// Copyright (c) 2026, Chad Hogan
// All rights reserved.
//
// This source code is licensed under the BSD-3-Clause license found in the
// LICENSE file in the root directory of this source tree.

use nalgebra::{Matrix3, Vector3};

/// A bicubic 2-jet: value, both partials and the mixed partial.
#[derive(Debug, Clone, Copy, PartialEq)]
pub struct Jet2 {
    /// Value.
    pub f: f64,
    /// Partial derivative in x.
    pub fx: f64,
    /// Partial derivative in y.
    pub fy: f64,
    /// Mixed partial derivative.
    pub fxy: f64,
}

impl Jet2 {
    /// Point-source sentinel: infinite value, undefined derivatives.
    pub fn point_source() -> Self {
        Jet2 {
            f: f64::INFINITY,
            fx: f64::NAN,
            fy: f64::NAN,
            fxy: f64::NAN,
        }
    }

    /// True if every component is finite.
    pub fn is_finite(&self) -> bool {
        self.f.is_finite() && self.fx.is_finite() && self.fy.is_finite() && self.fxy.is_finite()
    }

    /// True if this jet is the point-source sentinel.
    pub fn is_point_source(&self) -> bool {
        self.f == f64::INFINITY
    }
}

/// A first-order 3D jet: travel time and its gradient.
///
/// A jet is either finite, in which case it describes the local linear
/// expansion of the travel time, or it is the point-source sentinel (value
/// `+inf`), which marks a vertex that must not be optimized through.
#[derive(Debug, Clone, Copy, PartialEq)]
pub struct Jet3 {
    /// Travel time.
    pub f: f64,
    /// Gradient of the travel time.
    pub df: Vector3<f64>,
}

impl Jet3 {
    /// Create a jet from a value and a gradient.
    pub fn new(f: f64, df: Vector3<f64>) -> Self {
        Jet3 { f, df }
    }

    /// Placeholder for vertices whose jet has not been computed.
    pub fn empty() -> Self {
        Jet3 {
            f: f64::INFINITY,
            df: Vector3::repeat(f64::NAN),
        }
    }

    /// Point-source sentinel. Its value is always `+inf`; the travel time
    /// at the source itself is not stored in the jet.
    pub fn point_source() -> Self {
        Self::empty()
    }

    /// True if the value and every gradient component are finite.
    pub fn is_finite(&self) -> bool {
        self.f.is_finite() && self.df.iter().all(|v| v.is_finite())
    }

    /// True if any component is NaN.
    pub fn is_nan(&self) -> bool {
        self.f.is_nan() || self.df.iter().any(|v| v.is_nan())
    }

    /// True if this jet is the point-source sentinel.
    pub fn is_point_source(&self) -> bool {
        self.f == f64::INFINITY
    }

    /// Componentwise comparison with absolute tolerance `atol`.
    pub fn approx_eq(&self, other: &Jet3, atol: f64) -> bool {
        (self.f - other.f).abs() <= atol
            && self
                .df
                .iter()
                .zip(other.df.iter())
                .all(|(a, b)| (a - b).abs() <= atol)
    }
}

/// A second-order 3D jet: travel time, gradient and Hessian.
#[derive(Debug, Clone, Copy, PartialEq)]
pub struct Jet3Hess {
    /// Travel time.
    pub f: f64,
    /// Gradient of the travel time.
    pub df: Vector3<f64>,
    /// Hessian of the travel time.
    pub d2f: Matrix3<f64>,
}

impl Jet3Hess {
    /// Create a jet with a Hessian.
    pub fn new(f: f64, df: Vector3<f64>, d2f: Matrix3<f64>) -> Self {
        Jet3Hess { f, df, d2f }
    }

    /// Attach a Hessian to a first-order jet.
    pub fn from_jet(jet: Jet3, d2f: Matrix3<f64>) -> Self {
        Jet3Hess {
            f: jet.f,
            df: jet.df,
            d2f,
        }
    }

    /// Placeholder for vertices whose jet has not been computed.
    pub fn empty() -> Self {
        Jet3Hess {
            f: f64::INFINITY,
            df: Vector3::repeat(f64::NAN),
            d2f: Matrix3::repeat(f64::NAN),
        }
    }

    /// Point-source sentinel, with value `+inf` like [`Jet3::point_source`].
    pub fn point_source() -> Self {
        Self::empty()
    }

    /// True if every component is finite.
    pub fn is_finite(&self) -> bool {
        self.f.is_finite()
            && self.df.iter().all(|v| v.is_finite())
            && self.d2f.iter().all(|v| v.is_finite())
    }

    /// True if this jet is the point-source sentinel.
    pub fn is_point_source(&self) -> bool {
        self.f == f64::INFINITY
    }
}

impl From<Jet3Hess> for Jet3 {
    fn from(jet: Jet3Hess) -> Self {
        Jet3 {
            f: jet.f,
            df: jet.df,
        }
    }
}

◆ **TASK REQUIREMENTS**: Every entry, written out exactly, is what the response should contain.

◆ **RESULT BELOW**:
// Copyright (c) 2026, Chad Hogan
// All rights reserved.
//
// This source code is licensed under the BSD-3-Clause license found in the
// LICENSE file in the root directory of this source tree.

use nalgebra::{Matrix3, Vector3};

/// A bicubic 2-jet: value, both partials and the mixed partial.
#[derive(Debug, Clone, Copy, PartialEq)]
pub struct Jet2 {
    /// Value.
    pub f: f64,
    /// Partial derivative in x.
    pub fx: f64,
    /// Partial derivative in y.
    pub fy: f64,
    /// Mixed partial derivative.
    pub fxy: f64,
}

impl Jet2 {
    /// Point-source sentinel: infinite value, undefined derivatives.
    pub fn point_source() -> Self {
        Jet2 {
            f: f64::INFINITY,
            fx: f64::NAN,
            fy: f64::NAN,
            fxy: f64::NAN,
        }
    }

    /// True if every component is finite.
    pub fn is_finite(&self) -> bool {
        self.f.is_finite() && self.fx.is_finite() && self.fy.is_finite() && self.fxy.is_finite()
    }

    /// True if this jet is the point-source sentinel.
    pub fn is_point_source(&self) -> bool {
        self.f == f64::INFINITY
    }
}

/// A first-order 3D jet: travel time and its gradient.
///
/// A jet is either finite, in which case it describes the local linear
/// expansion of the travel time, or it is the point-source sentinel (value
/// `+inf`), which marks a vertex that must not be optimized through.
#[derive(Debug, Clone, Copy, PartialEq)]
pub struct Jet3 {
    /// Travel time.
    pub f: f64,
    /// Gradient of the travel time.
    pub df: Vector3<f64>,
}

impl Jet3 {
    /// Create a jet from a value and a gradient.
    pub fn new(f: f64, df: Vector3<f64>) -> Self {
        Jet3 { f, df }
    }

    /// Placeholder for vertices whose jet has not been computed.
    pub fn empty() -> Self {
        Jet3 {
            f: f64::INFINITY,
            df: Vector3::repeat(f64::NAN),
        }
    }

    /// Point-source sentinel. Its value is always `+inf`; the travel time
    /// at the source itself is not stored in the jet.
    pub fn point_source() -> Self {
        Self::empty()
    }

    /// True if the value and every gradient component are finite.
    pub fn is_finite(&self) -> bool {
        self.f.is_finite() && self.df.iter().all(|v| v.is_finite())
    }

    /// True if any component is NaN.
    pub fn is_nan(&self) -> bool {
        self.f.is_nan() || self.df.iter().any(|v| v.is_nan())
    }

    /// True if this jet is the point-source sentinel.
    pub fn is_point_source(&self) -> bool {
        self.f == f64::INFINITY
    }

    /// Componentwise comparison with absolute tolerance `atol`.
    pub fn approx_eq(&self, other: &Jet3, atol: f64) -> bool {
        (self.f - other.f).abs() <= atol
            && self
                .df
                .iter()
                .zip(other.df.iter())
                .all(|(a, b)| (a - b).abs() <= atol)
    }
}

/// A second-order 3D jet: travel time, gradient and Hessian.
#[derive(Debug, Clone, Copy, PartialEq)]
pub struct Jet3Hess {
    /// Travel time.
    pub f: f64,
    /// Gradient of the travel time.
    pub df: Vector3<f64>,
    /// Hessian of the travel time.
    pub d2f: Matrix3<f64>,
}

impl Jet3Hess {
    /// Create a jet with a Hessian.
    pub fn new(f: f64, df: Vector3<f64>, d2f: Matrix3<f64>) -> Self {
        Jet3Hess { f, df, d2f }
    }

    /// Attach a Hessian to a first-order jet.
    pub fn from_jet(jet: Jet3, d2f: Matrix3<f64>) -> Self {
        Jet3Hess {
            f: jet.f,
            df: jet.df,
            d2f,
        }
    }

    /// Placeholder for vertices whose jet has not been computed.
    pub fn empty() -> Self {
        Jet3Hess {
            f: f64::INFINITY,
            df: Vector3::repeat(f64::NAN),
            d2f: Matrix3::repeat(f64::NAN),
        }
    }

    /// Point-source sentinel, with value `+inf` like [`Jet3::point_source`].
    pub fn point_source() -> Self {
        Self::empty()
    }

    /// True if every component is finite.
    pub fn is_finite(&self) -> bool {
        self.f.is_finite()
            && self.df.iter().all(|v| v.is_finite())
            && self.d2f.iter().all(|v| v.is_finite())
    }

    /// True if this jet is the point-source sentinel.
    pub fn is_point_source(&self) -> bool {
        self.f == f64::INFINITY
    }
}

impl From<Jet3Hess> for Jet3 {
    fn from(jet: Jet3Hess) -> Self {
        Jet3 {
            f: jet.f,
            df: jet.df,
        }
    }
}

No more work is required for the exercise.